ASSIGNED TASK:
Please write out the data exactly, line by line.

Collected data:
- Opening Delimiter -
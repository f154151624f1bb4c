// src/world/sector.rs

use crate::map::sector::SKY_FLAT;
use crate::map::Sector as MapSector;

use super::cluster::SectorCluster;

/// Floor or ceiling surface of a sector.
#[derive(Debug, Clone, PartialEq)]
pub struct Plane {
    pub height: f64,
    pub material: String,
}

impl Plane {
    pub fn new(height: f64, material: &str) -> Self {
        Plane {
            height,
            material: material.to_string(),
        }
    }

    /// Sky planes are drawn as the sky and mask the geometry behind them.
    pub fn is_sky_masked(&self) -> bool {
        self.material.eq_ignore_ascii_case(SKY_FLAT)
    }
}

/// Runtime sector: two planes, light, and the clusters its leafs form.
#[derive(Debug, Clone)]
pub struct Sector {
    pub floor: Plane,
    pub ceiling: Plane,
    /// Light level, normalised to `[0, 1]`.
    pub light_level: f32,
    pub special: i32,
    pub tag: i32,
    pub(crate) clusters: Vec<SectorCluster>,
}

impl Sector {
    pub fn new(floor: Plane, ceiling: Plane, light_level: f32) -> Self {
        Sector {
            floor,
            ceiling,
            light_level,
            special: 0,
            tag: 0,
            clusters: Vec::new(),
        }
    }

    pub fn from_map(sector: &MapSector) -> Self {
        Sector {
            floor: Plane::new(sector.floor_height as f64, &sector.floor_tex),
            ceiling: Plane::new(sector.ceiling_height as f64, &sector.ceiling_tex),
            light_level: (sector.light.clamp(0, 255) as f32) / 255.0,
            special: sector.special,
            tag: sector.tag,
            clusters: Vec::new(),
        }
    }

    pub fn planes(&self) -> [&Plane; 2] {
        [&self.floor, &self.ceiling]
    }

    pub fn clusters(&self) -> &[SectorCluster] {
        &self.clusters
    }

    pub fn cluster_count(&self) -> usize {
        self.clusters.len()
    }

    pub fn has_sky_masked_plane(&self) -> bool {
        self.planes().iter().any(|p| p.is_sky_masked())
    }

    /// True when `z` lies between floor and ceiling, inclusive.
    pub fn contains_height(&self, z: f64) -> bool {
        z >= self.floor.height && z <= self.ceiling.height
    }
}

#[cfg(test)]
mod tests {
    use super::*;

    #[test]
    fn test_from_map_sector() {
        let map_sector = MapSector::new(0, 128, "FLOOR4_8", "F_SKY1", 255);
        let sector = Sector::from_map(&map_sector);
        assert_eq!(sector.ceiling.height, 128.0);
        assert_eq!(sector.light_level, 1.0);
        assert!(sector.has_sky_masked_plane());
        assert!(sector.contains_height(64.0));
        assert!(!sector.contains_height(129.0));
    }
}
- Closing Delimiter -
WRITTEN REPLY:
repository f154151624f1bb4c
// src/world/sector.rs

use crate::map::sector::SKY_FLAT;
use crate::map::Sector as MapSector;

use super::cluster::SectorCluster;

/// Floor or ceiling surface of a sector.
#[derive(Debug, Clone, PartialEq)]
pub struct Plane {
    pub height: f64,
    pub material: String,
}

impl Plane {
    pub fn new(height: f64, material: &str) -> Self {
        Plane {
            height,
            material: material.to_string(),
        }
    }

    /// Sky planes are drawn as the sky and mask the geometry behind them.
    pub fn is_sky_masked(&self) -> bool {
        self.material.eq_ignore_ascii_case(SKY_FLAT)
    }
}

/// Runtime sector: two planes, light, and the clusters its leafs form.
#[derive(Debug, Clone)]
pub struct Sector {
    pub floor: Plane,
    pub ceiling: Plane,
    /// Light level, normalised to `[0, 1]`.
    pub light_level: f32,
    pub special: i32,
    pub tag: i32,
    pub(crate) clusters: Vec<SectorCluster>,
}

impl Sector {
    pub fn new(floor: Plane, ceiling: Plane, light_level: f32) -> Self {
        Sector {
            floor,
            ceiling,
            light_level,
            special: 0,
            tag: 0,
            clusters: Vec::new(),
        }
    }

    pub fn from_map(sector: &MapSector) -> Self {
        Sector {
            floor: Plane::new(sector.floor_height as f64, &sector.floor_tex),
            ceiling: Plane::new(sector.ceiling_height as f64, &sector.ceiling_tex),
            light_level: (sector.light.clamp(0, 255) as f32) / 255.0,
            special: sector.special,
            tag: sector.tag,
            clusters: Vec::new(),
        }
    }

    pub fn planes(&self) -> [&Plane; 2] {
        [&self.floor, &self.ceiling]
    }

    pub fn clusters(&self) -> &[SectorCluster] {
        &self.clusters
    }

    pub fn cluster_count(&self) -> usize {
        self.clusters.len()
    }

    pub fn has_sky_masked_plane(&self) -> bool {
        self.planes().iter().any(|p| p.is_sky_masked())
    }

    /// True when `z` lies between floor and ceiling, inclusive.
    pub fn contains_height(&self, z: f64) -> bool {
        z >= self.floor.height && z <= self.ceiling.height
    }
}

#[cfg(test)]
mod tests {
    use super::*;

    #[test]
    fn test_from_map_sector() {
        let map_sector = MapSector::new(0, 128, "FLOOR4_8", "F_SKY1", 255);
        let sector = Sector::from_map(&map_sector);
        assert_eq!(sector.ceiling.height, 128.0);
        assert_eq!(sector.light_level, 1.0);
        assert!(sector.has_sky_masked_plane());
        assert!(sector.contains_height(64.0));
        assert!(!sector.contains_height(129.0));
    }
}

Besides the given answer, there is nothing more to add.